- [Records shown]

//! Lustre GPU Renderer
//!
//! wgpu pipelines for the Lustre compositing core.
//!
//! # Features
//!
//! - **Shapes**: Rounded, rotated, feathered rectangles with optional drop-shadow falloff
//! - **Paint layers**: Solid color, texture, linear and radial gradients
//! - **Glyphs**: Tinted coverage masks sampled from a layered atlas
//! - **Clipping**: Nested stencil masks pushed and popped in draw order

pub mod config;
pub mod draw;
pub mod layout;
pub mod pipelines;
pub mod renderer;
pub mod shaders;

pub use config::RendererConfig;
pub use draw::{DrawCommand, DrawList, TextureId};
pub use layout::{GLYPH_INSTANCE_LAYOUT, SHAPE_INSTANCE_LAYOUT};
pub use pipelines::STENCIL_FORMAT;
pub use renderer::{GpuRenderer, RendererError};
pub use shaders::{GLYPH_SHADER, MASK_SHADER, SHAPE_SHADER};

- [What is being asked]
Exactly how many lines in the data above hold "config"? State that number only.

- [Result of this task]
2